O ritmo de trabalho e o conhecimento da Fundação Nacional dos Povos Indígenas (Funai) sobre o investimento bilionário da CMPC em Barra do Ribeiro, sul do Estado, transmitiram otimismo à comitiva do governo gaúcho que viajou a Brasília, nesta quarta-feira (1º), para discutir o processo de autorização do projeto. Está nas mãos do órgão a principal pendência em relação à recomendação do Ministério Público Federal (MPF) de que o licenciamento seja suspenso.
Representantes do Piratini e da empresa chilena de celulose foram recebidos por técnicos na Funai responsáveis pela área de análise de impacto ambiental. Argumentaram que o rito seguido até agora atende às diretrizes estabelecidas pela própria Funai em relação à consulta e a medidas relacionadas a oito comunidades indígenas que seriam atingidas de alguma forma pelo empreendimento.
A Funai não se comprometeu com um prazo para responder aos questionamentos do MPF. Mas demostrou, segundo os representantes do governo gaúcho, possuir conhecimento sobre a importância do investimento para o Estado.
— Saímos da reunião certos de que os dois órgãos (Funai e Fepam) estão cumprindo à risca todo o rito de licenciamento e de anuência. Isso nos dá segurança para que esse empreendimento venha a se tornar uma realidade num futuro muito próximo — disse a secretária do Meio Ambiente e Infraestrutura do Estado, Marjorie Kauffmann.
A secretária estava acompanhada do diretor-técnico da Fundação Estadual de Proteção Ambiental (Fepam), Gabriel Ritter, e do procurador da PGE-RS Felipe Lemons Moreira.
A principal exigência do MPF ao recomendar a suspensão do licenciamento foi a ampliação da consulta a comunidades indígenas em cidades que poderão fazer parte da cadeia de suprimento do novo projeto da CMPC. Caso a Funai mantenha o entendimento inicial que balizou o processo de consulta aos povos originários, o governo gaúcho entende que o principal obstáculo estará vencido, e vai retirar força de qualquer tentativa de judicialização do caso.
— Todas as instituições estão atuando com tecnicidade, com profissionalismo e estão dispondo os seus profissionais de alto escalão para trazer eficiência no processo de análise ambiental como um todo — complementou Kauffmann, elogiando a atenção que a Funai deu ao projeto desde o início.

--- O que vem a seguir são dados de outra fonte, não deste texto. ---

use std::collections::{BTreeMap, BTreeSet};
use std::fmt::Write;

use crate::compliance::{self, ActionScope};
use crate::models::{ActionLogEntry, AgentReview, PerformanceRecord, RecordFilter};
use crate::recommend;

#[derive(Debug, Clone)]
pub struct Headcount {
    pub client: String,
    pub category: String,
    pub agents: usize,
}

/// Distinct agents (AFTE) per client/category.
pub fn headcount(records: &[PerformanceRecord]) -> Vec<Headcount> {
    let mut map: BTreeMap<(String, String), BTreeSet<String>> = BTreeMap::new();

    for record in records {
        map.entry((record.client.clone(), record.category.clone()))
            .or_default()
            .insert(record.agent_email.to_ascii_lowercase());
    }

    map.into_iter()
        .map(|((client, category), agents)| Headcount {
            client,
            category,
            agents: agents.len(),
        })
        .collect()
}

/// Compliance and recommendation for every agent present in `records`,
/// most urgent first.
pub fn review_agents(
    records: &[PerformanceRecord],
    actions: &[ActionLogEntry],
    scope_to_weeks: bool,
) -> Vec<AgentReview> {
    let mut reviews: Vec<AgentReview> = compliance::group_by_agent(records)
        .into_iter()
        .map(|(email, weeks)| {
            let result = if scope_to_weeks {
                let scope = ActionScope::covering(&weeks);
                compliance::aggregate_scoped(&weeks, actions, &email, scope)
            } else {
                compliance::aggregate(&weeks, actions, &email)
            };
            let agent_name = weeks
                .values()
                .flatten()
                .next()
                .map(PerformanceRecord::display_name)
                .unwrap_or_default();
            tracing::debug!(
                agent = %email,
                compliant = result.compliant_weeks,
                total = result.total_weeks,
                actions = result.action_count,
                "aggregated agent month"
            );
            AgentReview {
                agent_email: email,
                agent_name,
                recommendation: recommend::recommend(&result),
                compliance: result,
            }
        })
        .collect();

    reviews.sort_by(|a, b| {
        b.recommendation
            .is_critical
            .cmp(&a.recommendation.is_critical)
            .then(
                b.compliance
                    .non_compliant_weeks()
                    .cmp(&a.compliance.non_compliant_weeks()),
            )
            .then(a.agent_email.cmp(&b.agent_email))
    });
    reviews
}

/// Flagged records, worst status first.
pub fn underperformers(records: &[PerformanceRecord]) -> Vec<&PerformanceRecord> {
    let mut flagged: Vec<&PerformanceRecord> = records.iter().filter(|r| r.is_flagged()).collect();
    flagged.sort_by(|a, b| {
        b.worst_status()
            .cmp(&a.worst_status())
            .then(a.start_date.cmp(&b.start_date))
            .then(a.agent_email.cmp(&b.agent_email))
    });
    flagged
}

fn pct(score: f64) -> String {
    format!("{:.2}%", score * 100.0)
}

pub fn build_report(
    filter: &RecordFilter,
    records: &[PerformanceRecord],
    actions: &[ActionLogEntry],
    scope_to_weeks: bool,
) -> String {
    let reviews = review_agents(records, actions, scope_to_weeks);
    let counts = headcount(records);

    let mut output = String::new();

    let _ = writeln!(output, "# QPerform Monthly Review");
    let _ = writeln!(
        output,
        "Generated for {} ({} records, actions counted {})",
        filter.label(),
        records.len(),
        if scope_to_weeks { "within reviewed weeks" } else { "across all dates" }
    );
    let _ = writeln!(output);
    let _ = writeln!(output, "## Headcount (AFTE)");

    if counts.is_empty() {
        let _ = writeln!(output, "No records for this period.");
    } else {
        for count in counts.iter() {
            let _ = writeln!(
                output,
                "- {} / {}: {} agents",
                count.client, count.category, count.agents
            );
        }
    }

    let _ = writeln!(output);
    let _ = writeln!(output, "## Agent Reviews");

    if reviews.is_empty() {
        let _ = writeln!(output, "No agents with records in this period.");
    } else {
        for review in reviews.iter() {
            let _ = writeln!(
                output,
                "- {} ({}): {}/{} compliant weeks, {} action(s) -> {}",
                review.agent_name,
                review.agent_email,
                review.compliance.compliant_weeks,
                review.compliance.total_weeks,
                review.compliance.action_count,
                review.recommendation.action
            );
        }
    }

    let _ = writeln!(output);
    let _ = writeln!(output, "## Underperformers");

    let flagged = underperformers(records);
    if flagged.is_empty() {
        let _ = writeln!(output, "No Low or Critical flags this period.");
    } else {
        for record in flagged.iter() {
            let _ = writeln!(
                output,
                "- {} ({}) {} {}/{}: Production {} ({}), QA {} ({})",
                record.display_name(),
                record.week_range,
                record.client,
                record.category,
                record.task,
                pct(record.kpi_avg_prod),
                record.prod_status(),
                pct(record.kpi_qa),
                record.qa_status()
            );
        }
    }

    let _ = writeln!(output);
    let _ = writeln!(output, "## Warning Cases");

    let warnings: Vec<&AgentReview> = reviews
        .iter()
        .filter(|r| r.recommendation.is_critical)
        .collect();
    if warnings.is_empty() {
        let _ = writeln!(output, "No warning cases this period.");
    } else {
        for review in warnings {
            let _ = writeln!(
                output,
                "- {}: {}. {}",
                review.agent_name, review.recommendation.action, review.recommendation.notes
            );
        }
    }

    let reviewed: BTreeSet<&str> = reviews.iter().map(|r| r.agent_email.as_str()).collect();
    let mut recent: Vec<&ActionLogEntry> = actions
        .iter()
        .filter(|a| reviewed.contains(a.agent_email.to_ascii_lowercase().as_str()))
        .collect();
    recent.sort_by(|a, b| b.action_date.cmp(&a.action_date));

    let _ = writeln!(output);
    let _ = writeln!(output, "## Recent Actions");

    if recent.is_empty() {
        let _ = writeln!(output, "No actions logged for these agents.");
    } else {
        for action in recent.iter().take(10) {
            let _ = writeln!(
                output,
                "- {} {} on {} by {}: {}",
                action.agent_email,
                action.action_type,
                action.action_date,
                action.taken_by,
                action.description
            );
        }
    }

    output
}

O "projeto Natureza", da CMPC, prevê investimento de R$ 27 bilhões da empresa chilena, incluindo uma fábrica em Barra do Ribeiro, um terminal em Rio Grande, centro de pesquisa em Guaíba, entre outras estruturas.
Contraponto
A Funai foi procurada pela coluna, mas até agora não respondeu ao contato. O espaço segue aberto para manifestação.